Mumsnet has not checked the qualifications of anyone posting here. If you need help urgently or expert advice, please see our domestic violence webguide and/or relationships webguide. Many Mumsnetters experiencing domestic abuse have found this thread helpful: Listen up, everybody

Living apart - can it work?

7 replies

onemoresmartie · 11/10/2018 20:03

Just that question really
We lived together previously but he had a lot of issues drugs, alcohol, etc
We split up for a year he moved away and we both met other people and tried to move on
He has moved back closer to me now and we live 45 mins apart, he doesn't drive so I always go to his and stay
I have been finding he isn't paying bills, never seems to have any money, his place is a pig sty the majority of the time but I don't comment as it's not my home..
He lives and works in a very small village and I have been getting to know some of the locals however one particular person I sent her a message asking her if she was around this weekend and she hasn't responded?
Am I pushing myself into his life where I'm not wanted?

OP posts:
MMmomDD · 11/10/2018 20:21

Ok - let’s summarise -
Drugs, alcohol, messy house, not paying bills, makes no effort to see you - adult Male living in a village surely can learn to drive, other issues....

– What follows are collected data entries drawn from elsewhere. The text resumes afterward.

//! Cycle scheduler driving the telemetry loop.
//!
//! One cycle walks `Idle → CollectTemp → PushTemp → InterDelay → CollectLux →
//! PushLux → CycleDelay`. Any failed step jumps straight to `CycleDelay`; the
//! next cycle is the only retry. The loop never terminates on its own.

use std::time::Duration;

use hyper::StatusCode;
use tracing::{debug, info, warn};

use crate::client::{DataState, ResponseFragment};
use crate::config::Config;
use crate::context::{ConnectionContext, Uplink};
use crate::sample::{generate, SampleSource, TelemetryKind};

/// States of one telemetry cycle.
#[derive(Debug, Clone, Copy, PartialEq, Eq)]
pub enum CycleState {
    Idle,
    CollectTemp,
    PushTemp,
    InterDelay,
    CollectLux,
    PushLux,
    CycleDelay,
}

/// What happened to one telemetry kind during a cycle.
#[derive(Debug, Clone, Copy, PartialEq, Eq, Default)]
pub enum StepOutcome {
    /// The cycle ended before this kind was reached
    #[default]
    NotAttempted,

    /// Reading the sensor failed
    GenerateFailed,

    /// The ingestion host could not be reached
    ConnectFailed,

    /// The HTTP exchange failed
    PushFailed,

    /// The endpoint answered with `status`
    Pushed { status: StatusCode },
}

/// Summary of one completed cycle.
#[derive(Debug, Clone, Default)]
pub struct CycleReport {
    /// States in the order they were entered
    pub states: Vec<CycleState>,

    pub temperature: StepOutcome,

    pub luminosity: StepOutcome,

    /// Response fragments handed to the response handler
    pub response_fragments: usize,
}

impl CycleReport {
    pub fn outcome(&self, kind: TelemetryKind) -> StepOutcome {
        match kind {
            TelemetryKind::Temperature => self.temperature,
            TelemetryKind::Luminosity => self.luminosity,
        }
    }

    fn record(&mut self, kind: TelemetryKind, outcome: StepOutcome) {
        match kind {
            TelemetryKind::Temperature => self.temperature = outcome,
            TelemetryKind::Luminosity => self.luminosity = outcome,
        }
    }

    /// Whether every kind reached the endpoint.
    pub fn is_complete(&self) -> bool {
        TelemetryKind::all()
            .iter()
            .all(|kind| matches!(self.outcome(*kind), StepOutcome::Pushed { .. }))
    }
}

/// Response handler used for every push: logs each fragment.
pub fn log_response(fragment: &ResponseFragment<'_>, state: DataState) {
    match state {
        DataState::More => debug!("Partial data received ({} bytes)", fragment.data.len()),
        DataState::Final => debug!("All the data received ({} bytes)", fragment.data.len()),
    }
    debug!("Response status {}", fragment.status);
}

/// Runs telemetry cycles against an owned connection context.
pub struct CycleScheduler<S, U> {
    sensor: S,
    context: ConnectionContext<U>,
    push_interval: Duration,
    inter_push_delay: Duration,
    cycles: u64,
}

impl<S: SampleSource, U: Uplink> CycleScheduler<S, U> {
    pub fn new(sensor: S, context: ConnectionContext<U>, config: &Config) -> Self {
        Self::with_timing(
            sensor,
            context,
            config.push_interval,
            config.inter_push_delay,
        )
    }

    pub fn with_timing(
        sensor: S,
        context: ConnectionContext<U>,
        push_interval: Duration,
        inter_push_delay: Duration,
    ) -> Self {
        Self {
            sensor,
            context,
            push_interval,
            inter_push_delay,
            cycles: 0,
        }
    }

    /// Run cycles forever.
    pub async fn run(&mut self) {
        info!(
            push_interval_secs = self.push_interval.as_secs(),
            "Telemetry loop started"
        );
        loop {
            let report = self.run_cycle().await;
            debug!(
                cycle = self.cycles,
                complete = report.is_complete(),
                temperature = ?report.temperature,
                luminosity = ?report.luminosity,
                "Cycle finished"
            );
        }
    }

    /// Run a single cycle, including the trailing cycle delay.
    pub async fn run_cycle(&mut self) -> CycleReport {
        self.cycles += 1;
        let mut report = CycleReport::default();
        let mut state = CycleState::Idle;

        loop {
            report.states.push(state);
            state = match state {
                CycleState::Idle => CycleState::CollectTemp,
                CycleState::CollectTemp => {
                    if self.collect(TelemetryKind::Temperature, &mut report) {
                        CycleState::PushTemp
                    } else {
                        CycleState::CycleDelay
                    }
                }
                CycleState::PushTemp => {
                    if self.push(TelemetryKind::Temperature, &mut report).await {
                        CycleState::InterDelay
                    } else {
                        CycleState::CycleDelay
                    }
                }
                CycleState::InterDelay => {
                    tokio::time::sleep(self.inter_push_delay).await;
                    CycleState::CollectLux
                }
                CycleState::CollectLux => {
                    if self.collect(TelemetryKind::Luminosity, &mut report) {
                        CycleState::PushLux
                    } else {
                        CycleState::CycleDelay
                    }
                }
                CycleState::PushLux => {
                    self.push(TelemetryKind::Luminosity, &mut report).await;
                    CycleState::CycleDelay
                }
                CycleState::CycleDelay => {
                    tokio::time::sleep(self.push_interval).await;
                    return report;
                }
            };
        }
    }

    fn collect(&mut self, kind: TelemetryKind, report: &mut CycleReport) -> bool {
        match generate(&mut self.sensor, kind, &mut self.context.payload) {
            Ok(_) => true,
            Err(e) => {
                warn!(kind = %kind, error = %e, "Error collecting {} data", kind);
                report.record(kind, StepOutcome::GenerateFailed);
                false
            }
        }
    }

    async fn push(&mut self, kind: TelemetryKind, report: &mut CycleReport) -> bool {
        if let Err(e) = self.context.uplink.ensure_connected().await {
            warn!(kind = %kind, error = %e, "No connection available");
            report.record(kind, StepOutcome::ConnectFailed);
            return false;
        }

        let mut fragments = 0;
        let result = self
            .context
            .uplink
            .push(&self.context.payload, |fragment, state| {
                log_response(fragment, state);
                fragments += 1;
            })
            .await;
        report.response_fragments += fragments;

        match result {
            Ok(summary) => {
                info!(kind = %kind, status = %summary.status, bytes = summary.bytes, "Pushed {} data", kind);
                report.record(kind, StepOutcome::Pushed { status: summary.status });
                true
            }
            Err(e) => {
                warn!(kind = %kind, error = %e, "Error pushing {} data", kind);
                report.record(kind, StepOutcome::PushFailed);
                false
            }
        }
    }

    /// Number of cycles started so far.
    pub fn cycles(&self) -> u64 {
        self.cycles
    }

    pub fn context(&self) -> &ConnectionContext<U> {
        &self.context
    }
}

What on earth do you’d see in him, OP... and what life are you hoping to have with him???

Please - before this train wreck ruins your life - find yourself someone who you don’t need to mother and take care of. Someone who will want to be a grown up in a relationship.

onemoresmartie · 11/10/2018 20:25

I've been asking him for weeks to buy basic things to enable me to take my ds to stay...cutlery, microwave, a fridge!
I feel like I'm begging for him to be a grown up! It seems simple things are too much to ask...I feel that he is telling lies to people in the village about me to cover up for himself so when I do go there to visit I feel very paranoid

OP posts:
Missingstreetlife · 11/10/2018 20:48

What are you doing? Why expose your child to this?
You will always come last after his addictions, let go
Alanon may help you. He doesn't seem that bothered anyway

onemoresmartie · 11/10/2018 20:54

I love him and my ds adores him....he doesn't see the bad parts of him at the minute as he's only 7
I should add it's not his dad but they have a special bond and it broke his heart the first time we split and I just can't do it to him again

OP posts:
MMmomDD · 11/10/2018 21:12

OK, it’s one of those posts:
OP: my partner is horrible, immature, doesn’t treat me right, drinks, drugs, etc..
MN: why on earth are you with him
OP: but I love him, maybe he’ll change

Few months later:
Repeat

And it goes on until it gets worse and worse

Good luck with that one, OP.

Butterymuffin · 11/10/2018 21:46

He's not prepared to take basic steps to make your DS comfortable at his place. I'd want to be with a man who thought more highly of my child than that. Let this one go.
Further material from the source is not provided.